**Assignment**: Copy out every line in the entries below that includes "from".
----- Study material -----
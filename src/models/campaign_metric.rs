//! Campaign metric entity model
//!
//! Normalized performance of one campaign on one calendar day. Every measure
//! is nullable: `None` means the platform did not report it.

use sea_orm::ActiveModelBehavior;
use sea_orm::entity::prelude::*;
use sea_orm::prelude::DateTimeWithTimeZone;
use uuid::Uuid;

#[derive(Clone, Debug, PartialEq, DeriveEntityModel)]
#[sea_orm(table_name = "campaign_metrics")]
pub struct Model {
    #[sea_orm(primary_key, auto_increment = false)]
    pub id: Uuid,

    pub user_id: Uuid,

    pub platform: String,

    /// Connection that produced the row; cleared when that connection is deleted
    pub platform_connection_id: Option<Uuid>,

    pub campaign_id: String,

    pub campaign_name: String,

    /// Day the measures belong to
    pub date: Date,

    pub spend: Option<f64>,
    pub impressions: Option<i64>,
    pub clicks: Option<i64>,
    pub conversions: Option<f64>,

    // Ratios the platform precomputed, if any
    pub cost_per_conversion: Option<f64>,
    pub conversion_rate: Option<f64>,
    pub ctr: Option<f64>,
    pub cpc: Option<f64>,
    pub roas: Option<f64>,

    /// Reported conversion value in account currency
    pub conversion_value: Option<f64>,

    pub created_at: DateTimeWithTimeZone,
}

#[derive(Copy, Clone, Debug, EnumIter, DeriveRelation)]
pub enum Relation {
    #[sea_orm(
        belongs_to = "super::user::Entity",
        from = "Column::UserId",
        to = "super::user::Column::Id",
        on_delete = "Cascade"
    )]
    User,
    #[sea_orm(
        belongs_to = "super::platform_connection::Entity",
        from = "Column::PlatformConnectionId",
        to = "super::platform_connection::Column::Id",
        on_delete = "SetNull"
    )]
    PlatformConnection,
}

impl Related<super::user::Entity> for Entity {
    fn to() -> RelationDef {
        Relation::User.def()
    }
}

impl Related<super::platform_connection::Entity> for Entity {
    fn to() -> RelationDef {
        Relation::PlatformConnection.def()
    }
}

impl ActiveModelBehavior for ActiveModel {}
-----
**Response to the exercise**:
        from = "Column::UserId",
        from = "Column::PlatformConnectionId",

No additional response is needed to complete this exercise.